Required action |
Each entry that appears below should be restated exactly as it is.

(Stored items)
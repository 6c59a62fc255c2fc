pub mod navigator;
pub mod story;
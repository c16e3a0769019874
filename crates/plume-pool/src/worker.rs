use std::any::Any;
use std::collections::HashSet;
use std::panic::{self, AssertUnwindSafe};
use std::sync::mpsc as std_mpsc;
use std::sync::Arc;
use std::thread::{self, JoinHandle};

use plume_common::AiRequest;
use serde_json::Value;
use tokio::sync::mpsc::UnboundedSender;

use crate::protocol::{WorkerInbound, WorkerOutbound};

/// The opaque unit of computation that runs inside an execution context.
///
/// Implementations talk to LLM providers, build prompts, retry, rate-limit —
/// none of which the pool sees. `execute` runs on a dedicated OS thread and
/// is deliberately synchronous: the context owns its thread for the duration
/// of a request and communicates only through messages.
pub trait Executor: Send + Sync + 'static {
    fn execute(&self, request: AiRequest, reporter: &Reporter) -> Result<Value, String>;
}

/// Handed to the executor so it can emit progress frames for a request.
pub struct Reporter {
    request_id: String,
    index: usize,
    generation: u64,
    events: UnboundedSender<WorkerEvent>,
}

impl Reporter {
    pub fn progress(&self, progress: Value) {
        let _ = self.events.send(WorkerEvent::Message {
            index: self.index,
            generation: self.generation,
            msg: WorkerOutbound::Progress {
                request_id: self.request_id.clone(),
                progress,
            },
        });
    }
}

#[derive(Debug, Clone, Copy, PartialEq, Eq)]
pub enum WorkerStatus {
    Ready,
    Busy,
    Error,
}

/// Events an execution context reports to the pool supervisor. `generation`
/// identifies which incarnation of the slot sent the event, so messages from
/// an already-replaced context are discarded.
#[derive(Debug)]
pub(crate) enum WorkerEvent {
    Message {
        index: usize,
        generation: u64,
        msg: WorkerOutbound,
    },
    Faulted {
        index: usize,
        generation: u64,
        reason: String,
    },
    Exited {
        index: usize,
        generation: u64,
        code: i32,
    },
}

/// One live execution context: an OS thread with a message inbox. Owned
/// exclusively by the pool supervisor; replaced (never mutated in place)
/// when it fails.
pub(crate) struct Worker {
    pub index: usize,
    pub generation: u64,
    pub status: WorkerStatus,
    /// Request ids currently assigned to this context. Must always agree
    /// with the pending registry.
    pub assigned: HashSet<String>,
    inbox: std_mpsc::Sender<WorkerInbound>,
    handle: Option<JoinHandle<()>>,
}

impl Worker {
    pub fn spawn(
        index: usize,
        generation: u64,
        executor: Arc<dyn Executor>,
        events: UnboundedSender<WorkerEvent>,
    ) -> std::io::Result<Self> {
        let (tx, rx) = std_mpsc::channel();
        let handle = thread::Builder::new()
            .name(format!("plume-worker-{index}"))
            .spawn(move || run(index, generation, rx, executor, events))?;

        Ok(Self {
            index,
            generation,
            status: WorkerStatus::Ready,
            assigned: HashSet::new(),
            inbox: tx,
            handle: Some(handle),
        })
    }

    /// Send a message into the context. Fails only when the thread is gone.
    pub fn send(&self, msg: WorkerInbound) -> Result<(), ()> {
        self.inbox.send(msg).map_err(|_| ())
    }

    /// Take the thread handle for joining at shutdown.
    pub fn take_handle(&mut self) -> Option<JoinHandle<()>> {
        self.handle.take()
    }
}

fn run(
    index: usize,
    generation: u64,
    inbox: std_mpsc::Receiver<WorkerInbound>,
    executor: Arc<dyn Executor>,
    events: UnboundedSender<WorkerEvent>,
) {
    let code = loop {
        match inbox.recv() {
            Ok(WorkerInbound::Request { request_id, data }) => {
                let reporter = Reporter {
                    request_id: request_id.clone(),
                    index,
                    generation,
                    events: events.clone(),
                };
                let outcome =
                    panic::catch_unwind(AssertUnwindSafe(|| executor.execute(data, &reporter)));
                let msg = match outcome {
                    Ok(Ok(data)) => WorkerOutbound::Response { request_id, data },
                    Ok(Err(error)) => WorkerOutbound::Error { request_id, error },
                    Err(panic) => {
                        let reason = panic_reason(panic);
                        let _ = events.send(WorkerEvent::Faulted {
                            index,
                            generation,
                            reason,
                        });
                        break 1;
                    }
                };
                let _ = events.send(WorkerEvent::Message {
                    index,
                    generation,
                    msg,
                });
            }
            // Explicit shutdown, or the supervisor dropped the inbox.
            Ok(WorkerInbound::Shutdown) | Err(_) => break 0,
        }
    };
    let _ = events.send(WorkerEvent::Exited {
        index,
        generation,
        code,
    });
}

fn panic_reason(err: Box<dyn Any + Send>) -> String {
    if let Some(s) = err.downcast_ref::<&str>() {
        (*s).to_string()
    } else if let Some(s) = err.downcast_ref::<String>() {
        s.clone()
    } else {
        "unknown panic".to_string()
    }
}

Answer for this exercise |
repository 6c59a62fc255c2fc
pub mod navigator;
pub mod story;
repository c16e3a0769019874
filename crates/plume-pool/src/worker.rs
use std::any::Any;
use std::collections::HashSet;
use std::panic::{self, AssertUnwindSafe};
use std::sync::mpsc as std_mpsc;
use std::sync::Arc;
use std::thread::{self, JoinHandle};

use plume_common::AiRequest;
use serde_json::Value;
use tokio::sync::mpsc::UnboundedSender;

use crate::protocol::{WorkerInbound, WorkerOutbound};

/// The opaque unit of computation that runs inside an execution context.
///
/// Implementations talk to LLM providers, build prompts, retry, rate-limit —
/// none of which the pool sees. `execute` runs on a dedicated OS thread and
/// is deliberately synchronous: the context owns its thread for the duration
/// of a request and communicates only through messages.
pub trait Executor: Send + Sync + 'static {
    fn execute(&self, request: AiRequest, reporter: &Reporter) -> Result<Value, String>;
}

/// Handed to the executor so it can emit progress frames for a request.
pub struct Reporter {
    request_id: String,
    index: usize,
    generation: u64,
    events: UnboundedSender<WorkerEvent>,
}

impl Reporter {
    pub fn progress(&self, progress: Value) {
        let _ = self.events.send(WorkerEvent::Message {
            index: self.index,
            generation: self.generation,
            msg: WorkerOutbound::Progress {
                request_id: self.request_id.clone(),
                progress,
            },
        });
    }
}

#[derive(Debug, Clone, Copy, PartialEq, Eq)]
pub enum WorkerStatus {
    Ready,
    Busy,
    Error,
}

/// Events an execution context reports to the pool supervisor. `generation`
/// identifies which incarnation of the slot sent the event, so messages from
/// an already-replaced context are discarded.
#[derive(Debug)]
pub(crate) enum WorkerEvent {
    Message {
        index: usize,
        generation: u64,
        msg: WorkerOutbound,
    },
    Faulted {
        index: usize,
        generation: u64,
        reason: String,
    },
    Exited {
        index: usize,
        generation: u64,
        code: i32,
    },
}

/// One live execution context: an OS thread with a message inbox. Owned
/// exclusively by the pool supervisor; replaced (never mutated in place)
/// when it fails.
pub(crate) struct Worker {
    pub index: usize,
    pub generation: u64,
    pub status: WorkerStatus,
    /// Request ids currently assigned to this context. Must always agree
    /// with the pending registry.
    pub assigned: HashSet<String>,
    inbox: std_mpsc::Sender<WorkerInbound>,
    handle: Option<JoinHandle<()>>,
}

impl Worker {
    pub fn spawn(
        index: usize,
        generation: u64,
        executor: Arc<dyn Executor>,
        events: UnboundedSender<WorkerEvent>,
    ) -> std::io::Result<Self> {
        let (tx, rx) = std_mpsc::channel();
        let handle = thread::Builder::new()
            .name(format!("plume-worker-{index}"))
            .spawn(move || run(index, generation, rx, executor, events))?;

        Ok(Self {
            index,
            generation,
            status: WorkerStatus::Ready,
            assigned: HashSet::new(),
            inbox: tx,
            handle: Some(handle),
        })
    }

    /// Send a message into the context. Fails only when the thread is gone.
    pub fn send(&self, msg: WorkerInbound) -> Result<(), ()> {
        self.inbox.send(msg).map_err(|_| ())
    }

    /// Take the thread handle for joining at shutdown.
    pub fn take_handle(&mut self) -> Option<JoinHandle<()>> {
        self.handle.take()
    }
}

fn run(
    index: usize,
    generation: u64,
    inbox: std_mpsc::Receiver<WorkerInbound>,
    executor: Arc<dyn Executor>,
    events: UnboundedSender<WorkerEvent>,
) {
    let code = loop {
        match inbox.recv() {
            Ok(WorkerInbound::Request { request_id, data }) => {
                let reporter = Reporter {
                    request_id: request_id.clone(),
                    index,
                    generation,
                    events: events.clone(),
                };
                let outcome =
                    panic::catch_unwind(AssertUnwindSafe(|| executor.execute(data, &reporter)));
                let msg = match outcome {
                    Ok(Ok(data)) => WorkerOutbound::Response { request_id, data },
                    Ok(Err(error)) => WorkerOutbound::Error { request_id, error },
                    Err(panic) => {
                        let reason = panic_reason(panic);
                        let _ = events.send(WorkerEvent::Faulted {
                            index,
                            generation,
                            reason,
                        });
                        break 1;
                    }
                };
                let _ = events.send(WorkerEvent::Message {
                    index,
                    generation,
                    msg,
                });
            }
            // Explicit shutdown, or the supervisor dropped the inbox.
            Ok(WorkerInbound::Shutdown) | Err(_) => break 0,
        }
    };
    let _ = events.send(WorkerEvent::Exited {
        index,
        generation,
        code,
    });
}

fn panic_reason(err: Box<dyn Any + Send>) -> String {
    if let Some(s) = err.downcast_ref::<&str>() {
        (*s).to_string()
    } else if let Some(s) = err.downcast_ref::<String>() {
        s.clone()
    } else {
        "unknown panic".to_string()
    }
}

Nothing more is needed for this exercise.